Over the following months, several former corporate employees, as well as the bankruptcy court, revealed that the company’s toxic work environment and leadership’s financial mishandlings were major factors in its demise.
Although things have quieted down in the past several months, Mountain Express’ bankruptcy case is still unfolding. The court continues to sell off its assets piece by piece and investigate the company’s former leaders for siphoning funds from the company into separate entities they owned.
SQRL’s chaotic and confusing rise and fall
In late 2023, a relatively unknown company burst onto the c-store landscape when it acquired the leases for 210 of Mountain Express’s old locations from real estate investment trust Blue Owl Capital.

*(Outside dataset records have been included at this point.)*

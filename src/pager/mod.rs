//! Pagination control rendering: plan the visible items, then render them.

pub mod item;
pub mod options;
pub mod paging;
pub mod planner;
pub mod render;
pub mod url;

use std::fmt::Write as _;

pub use item::{PagerItem, PagerItemKind};
pub use options::PagerOptions;
pub use paging::{PagedList, PagingState};
pub use url::{PageUrlBuilder, RequestContext};

use render::escape;

#[derive(Debug, thiserror::Error)]
pub enum PagerError {
    #[error("paging model is required to render a pager")]
    MissingPagingState,

    #[error("page size must be positive, got {0}")]
    InvalidPageSize(i64),

    #[error("total item count must not be negative, got {0}")]
    NegativeItemCount(i64),

    #[error("invalid pager argument `{name}`: {source}")]
    InvalidArgument {
        name: String,
        source: serde_json::Error,
    },
}

/// One render of a pager for a given paging state.
pub struct Pager<'a> {
    options: &'a PagerOptions,
    urls: &'a PageUrlBuilder,
    total_pages: i64,
    current: i64,
}

impl<'a> Pager<'a> {
    pub fn new(paging: &PagingState, options: &'a PagerOptions, urls: &'a PageUrlBuilder) -> Self {
        let mut total_pages = paging.total_pages();
        if options.maximum_page_number > 0 && options.maximum_page_number < total_pages {
            total_pages = options.maximum_page_number;
        }
        let requested = paging.current_page_index();
        let current = requested.clamp(1, total_pages);
        if current != requested {
            tracing::warn!(requested, total_pages, "page index out of range, clamped");
        }
        Self {
            options,
            urls,
            total_pages,
            current,
        }
    }

    pub fn total_pages(&self) -> i64 {
        self.total_pages
    }

    /// Page index used for rendering, clamped into `[1, total_pages]`.
    pub fn current_page(&self) -> i64 {
        self.current
    }

    pub fn items(&self) -> Vec<PagerItem> {
        planner::plan(self.total_pages, self.current, self.options)
    }

    /// Full pager markup: the wrapping element and every rendered item.
    pub fn to_html(&self) -> String {
        let items = self.items();
        let tag = self.options.wrapper_tag();
        let mut html = self.start_tag(tag);
        html.push_str(&render::render_items(&items, self.options, self.urls));
        let _ = write!(html, "</{tag}>");
        tracing::debug!(
            total_pages = self.total_pages,
            current = self.current,
            bytes = html.len(),
            "pager rendered"
        );
        html
    }

    fn start_tag(&self, tag: &str) -> String {
        let opts = self.options;
        let mut out = format!("<{tag}");
        if let Some(id) = options::non_blank(opts.id.as_deref()) {
            let _ = write!(out, r#" id="{}""#, escape(id));
        }
        if let Some(class) = options::non_blank(opts.css_class.as_deref()) {
            let _ = write!(out, r#" class="{}""#, escape(class));
        }
        let _ = write!(
            out,
            r#" data-pagecount="{}" data-pageindex="{}""#,
            self.total_pages, self.current
        );
        if opts.ajax_enabled {
            let _ = write!(
                out,
                r#" data-ajax="true" data-pageparameter="{}" data-urlformat="{}" data-firstpageurl="{}""#,
                escape(self.urls.page_parameter()),
                escape(&self.urls.url_format()),
                escape(&self.urls.url_for(1)),
            );
            if let Some(target) = options::non_blank(opts.ajax_update_target_id.as_deref()) {
                let _ = write!(out, r##" data-ajax-update="#{}""##, escape(target));
            }
        }
        out.push('>');
        out
    }
}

Although SQRL CEO Blake Smith said SQRL aspired to reach 500 locations by the end of 2024, the company quickly found itself with severe liquidity issues and collapsed within its first year. It endured several rounds of layoffs, multiple investigations by the Department of Labor for withholding wages and, ultimately, a $17 million sale of its c-store leases to another entity that continues to spiral out of control amid multiple bankruptcy filings.
That entity, Gas Hub LLC, has spent the past several months in court trying to salvage whatever SQRL leases it can, although most if not all have been terminated due to non-payment of rent. Gas Hub’s CEO, Jamal Hizam, told C-Store Dive earlier this year that he doesn't plan to back down despite court orders to do so.
Choice Market’s post-pandemic collapse
Choice Market, the upscale, tech-forward convenience retailer that became one of the faces of the urban c-store trend, filed for Chapter 11 bankruptcy this summer after struggling to rebound after its sales tanked during the COVID-19 pandemic.
In late September, CEO and founder Mike Fogarty said in an interview that Choice — which operated five c-stores in the Denver area — would restructure and continue operating. However, just a couple weeks after that conversation, Fogarty publicly announced that Choice was ceasing operations.
“I am hopeful that Choice made our industry think differently about what it means to push boundaries and innovate for the next generation who values quality, health, and convenience,” Fogarty said in a LinkedIn post earlier this month.
Choice’s rise and fall highlighted the difficulties that urban convenience store retailers, which prioritize food and merchandise over fuel, have faced over the past few years.
Another urban retailer faced similar pitfalls to Choice, except it managed to rise from the dead.
Foxtrot’s perplexing demise and resurrection
After launching its first location in 2014, Chicago-based Foxtrot became one of America’s most talked-about urban c-store chains. By 2023, the company had reached about 30 locations, and it opened its largest store to date that summer in Austin.
Toward the end of the year, Foxtrot surprised the c-store and grocery worlds when it announced a merger with grocery chain Dom’s Kitchen & Market, a deal that would create a food-focused retail competitor operating under the newly formed Outfox Hospitality umbrella.
Instead, the opposite happened. In April 2024, both companies abruptly ceased operations, shuttering Foxtrot’s 30-plus locations across three states and Dom’s two grocery stores in Chicago. Outfox filed for Chapter 7 bankruptcy a few weeks later and sold the non-real-estate assets for over a dozen Foxtrots for $2.2 million in a foreclosure sale that one attendee told C-Store Dive was “completely ramrodded.”
That buyer was a hospitality firm that includes Foxtrot’s founder, Mike LaVitola, who left the retailer in early 2023. LaVitola said in an interview last summer that he believes Outfox failed to move quickly enough and stay ahead of its “very large overhead.”
LaVitola also detailed plans to reopen 15 Foxtrot stores in Chicago through 2025. The first of those stores debuted in early September, and two others have resurfaced to date, along with the company’s foodservice and delivery operations.